The Human Protein Atlas (HPA) is a comprehensive resource for exploration of human proteome which contains a vast amount of proteomics and transcriptomics data generated from antibody-based tissue micro-array profiling and RNA deep-sequencing.

The program has generated protein expression profiles in human normal tissues with cell type-specific expression patterns, cancer and cell lines via an innovative immunohistochemistry-based approach. These profiles are accompanied by a large collection of high quality histological staining images, annotated with clinical data and quantification. The database also includes classification of protein into both functional classes (such as transcription factors or kinases) and project-related classes (such as candidate genes for cancer). Starting from version 4.0, the HPA includes subcellular location profiles generated based on confocal images of immunofluorescent stained cells. Together, these data provide a detailed picture of protein expression in human cells and tissues, facilitating tissue-based diagnostic and research.

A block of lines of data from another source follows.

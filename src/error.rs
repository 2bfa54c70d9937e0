/// Reasons a query or move is rejected. None of these mutate the game.
#[derive(Debug, Clone, Copy, PartialEq, Eq, derive_more::Display, derive_more::Error)]
pub enum GameError {
    /// Row or column outside `0..=7`. Signed so hosts can report negative input.
    #[display("coordinate ({row}, {col}) is outside the 8x8 board")]
    InvalidCoordinate { row: i32, col: i32 },

    /// Target occupied, or nothing would be captured.
    #[display("illegal move at ({row}, {col})")]
    IllegalMove { row: u8, col: u8 },

    #[display("game is already over")]
    GameAlreadyOver,

    /// Host passed a player code other than 1 (black) or 2 (white).
    #[display("invalid player code: {code}")]
    InvalidPlayer { code: i32 },
}

impl GameError {
    /// Stable reason code reported to hosts.
    pub fn reason(&self) -> &'static str {
        match self {
            GameError::InvalidCoordinate { .. } => "invalid_coordinate",
            GameError::IllegalMove { .. } => "illegal_move",
            GameError::GameAlreadyOver => "game_already_over",
            GameError::InvalidPlayer { .. } => "invalid_player",
        }
    }
}
use std::collections::HashMap;
use std::sync::atomic::{AtomicBool, AtomicUsize, Ordering};
use std::time::Duration;

use parking_lot::RwLock;

use crate::constants::DimConfig;

use super::{EmbeddingError, EmbeddingService, Embeddings, MediaClip, StubEmbedder};

/// Embedder returning scripted vectors, falling back to [`StubEmbedder`] output.
///
/// Texts are scripted by exact content, clips by video id. Every call records
/// how many calls were in flight at once so tests can observe gating.
#[derive(Default)]
pub struct MockEmbeddingService {
    stub: StubEmbedder,
    texts: RwLock<HashMap<String, Vec<f32>>>,
    clips: RwLock<HashMap<String, Embeddings>>,
    latency: Option<Duration>,
    failing: AtomicBool,
    text_calls: AtomicUsize,
    clip_calls: AtomicUsize,
    in_flight: AtomicUsize,
    peak_in_flight: AtomicUsize,
}

impl MockEmbeddingService {
    pub fn new(dims: DimConfig) -> Self {
        Self {
            stub: StubEmbedder::new(dims),
            ..Default::default()
        }
    }

    /// Every call sleeps `latency` before answering.
    pub fn with_latency(mut self, latency: Duration) -> Self {
        self.latency = Some(latency);
        self
    }

    pub fn set_text(&self, text: &str, embedding: Vec<f32>) {
        self.texts.write().insert(text.to_string(), embedding);
    }

    pub fn set_clip(&self, video_id: &str, embeddings: Embeddings) {
        self.clips.write().insert(video_id.to_string(), embeddings);
    }

    /// Makes every subsequent call fail with [`EmbeddingError::InferenceFailed`].
    pub fn set_failing(&self, failing: bool) {
        self.failing.store(failing, Ordering::SeqCst);
    }

    pub fn text_calls(&self) -> usize {
        self.text_calls.load(Ordering::SeqCst)
    }

    pub fn clip_calls(&self) -> usize {
        self.clip_calls.load(Ordering::SeqCst)
    }

    /// Highest number of calls observed running at the same time.
    pub fn peak_in_flight(&self) -> usize {
        self.peak_in_flight.load(Ordering::SeqCst)
    }

    pub fn stub(&self) -> &StubEmbedder {
        &self.stub
    }

    async fn enter(&self) -> Result<(), EmbeddingError> {
        let now = self.in_flight.fetch_add(1, Ordering::SeqCst) + 1;
        self.peak_in_flight.fetch_max(now, Ordering::SeqCst);

        if let Some(latency) = self.latency {
            tokio::time::sleep(latency).await;
        }

        self.in_flight.fetch_sub(1, Ordering::SeqCst);

        if self.failing.load(Ordering::SeqCst) {
            return Err(EmbeddingError::InferenceFailed {
                reason: "mock embedder set to fail".to_string(),
            });
        }
        Ok(())
    }
}

impl EmbeddingService for MockEmbeddingService {
    async fn embed_text(&self, text: &str) -> Result<Vec<f32>, EmbeddingError> {
        self.text_calls.fetch_add(1, Ordering::SeqCst);
        self.enter().await?;

        let scripted = self.texts.read().get(text).cloned();
        Ok(scripted.unwrap_or_else(|| self.stub.text_vector(text)))
    }

    async fn embed(
        &self,
        description: &str,
        media: &MediaClip,
    ) -> Result<Embeddings, EmbeddingError> {
        self.clip_calls.fetch_add(1, Ordering::SeqCst);
        self.enter().await?;

        let scripted = self.clips.read().get(&media.video_id).cloned();
        Ok(scripted.unwrap_or_else(|| self.stub.clip_vectors(description, media)))
    }

    fn device(&self) -> &str {
        "mock"
    }
}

Data from the HPA are freely available via proteinatlas.org, allowing scientists to access and incorporate the data into their research. Previously, the R package *hpar* has been created for fast and easy programmatic access of HPA data. Here, we introduce *HPAanalyze*, an R package aims to simplify exploratory data analysis from those data, as well as provide other complementary functionality to *hpar*.

## The different HPA data formats

The Human Protein Atlas project provides data via two main mechanisms: *Full datasets* in the form of downloadable compressed tab-separated files (.tsv) and *individual entries* in XML, RDF and TSV formats. The full downloadable datasets includes normal tissue, pathology (cancer), subcellular location, RNA gene and RNA isoform data. For individual entries, the XML format is the most comprehensive, providing information on the target protein, antibodies, summary for each tissue and detailed data from each sample including clinical data, IHC scoring and image download links.

## `HPAanalyze` overview

`HPAanalyze` is designed to fullfill 3 main tasks: (1) Import, subsetting and export downloadable datasets; (2) Visualization of downloadable datasets for exploratory analysis; and (3) Working with the individual XML files. This package aims to serve researchers with little programming experience, but also allow power users to use the imported data as desired.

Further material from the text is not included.